A high-strength polymer fiber, and a polymer fiber conductive wire comprising a metal plating film formed on the surface of the high-strength polymer fiber,
The high-strength polymer fiber is an aggregate of a large number of filaments composed of synthetic polymer fibers having a tensile strength of 250 kg / mm ² or more, and the electroless copper plating is formed by covering the surface of each filament with the metal plating film. A polymer fiber conductive wire comprising a film and an electrolytic copper plating film, wherein the filament has a diameter of 20 μm or less and the metal plating film has an average film thickness of 3 μm or less.   The polymer fiber conductive wire according to claim 1, wherein the high-strength polymer fiber is made of polyarylate fiber.   The polymer fiber conductive wire according to claim 1 or 2, wherein the metal plating film is obtained by heat-treating an electroless copper plating film on an electroless copper plating film.   The polymer fiber conductive wire according to any one of claims 1 to 3, wherein the high-strength polymer fiber is pretreated with a cationic surfactant. From a high-strength polymer fiber that is an aggregate of a large number of filaments composed of synthetic polymer fibers having a tensile strength of 250 kg / mm ² or more, and an electroless copper plating film and an electrolytic copper plating film formed on the surface of the high-strength polymer fiber A method for producing a polymer fiber conductive wire having a metal plating film comprising:
A pre-treatment step of treating the aggregate of a large number of filaments with a solution containing a cationic surfactant after washing with hot water;
An electroless copper plating process in which the aggregate of the filaments is immersed in the order of a catalyst application solution, an activation solution, and an electroless copper plating solution, and the surface of each pretreated filament is covered with an electroless copper plating film.
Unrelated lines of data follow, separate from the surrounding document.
// SPDX-FileCopyrightText: 2026 Blufio Contributors
// SPDX-License-Identifier: MIT OR Apache-2.0

//! Usage metering for the Parley chat agent.
//!
//! Counts tokens with the cl100k_base encoding and appends one metering
//! record per turn to the user's log.

pub mod ledger;
pub mod tokenizer;

pub use ledger::{Metering, MeteringLedger, MeteringRecord};
pub use tokenizer::TokenCounter;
When,
An electrolytic copper plating step of performing electroplating in an electrolytic copper plating solution on the assembly of the numerous filaments to form an electrolytic copper plating film on the electroless copper plating film;
A method for producing a polymer fiber conductive wire.   The method for producing a polymer fiber conductive wire according to claim 5, further comprising a post-treatment step of heat-treating the aggregate of the plurality of filaments at a temperature of 250 ° C. or less after the electrolytic copper plating step.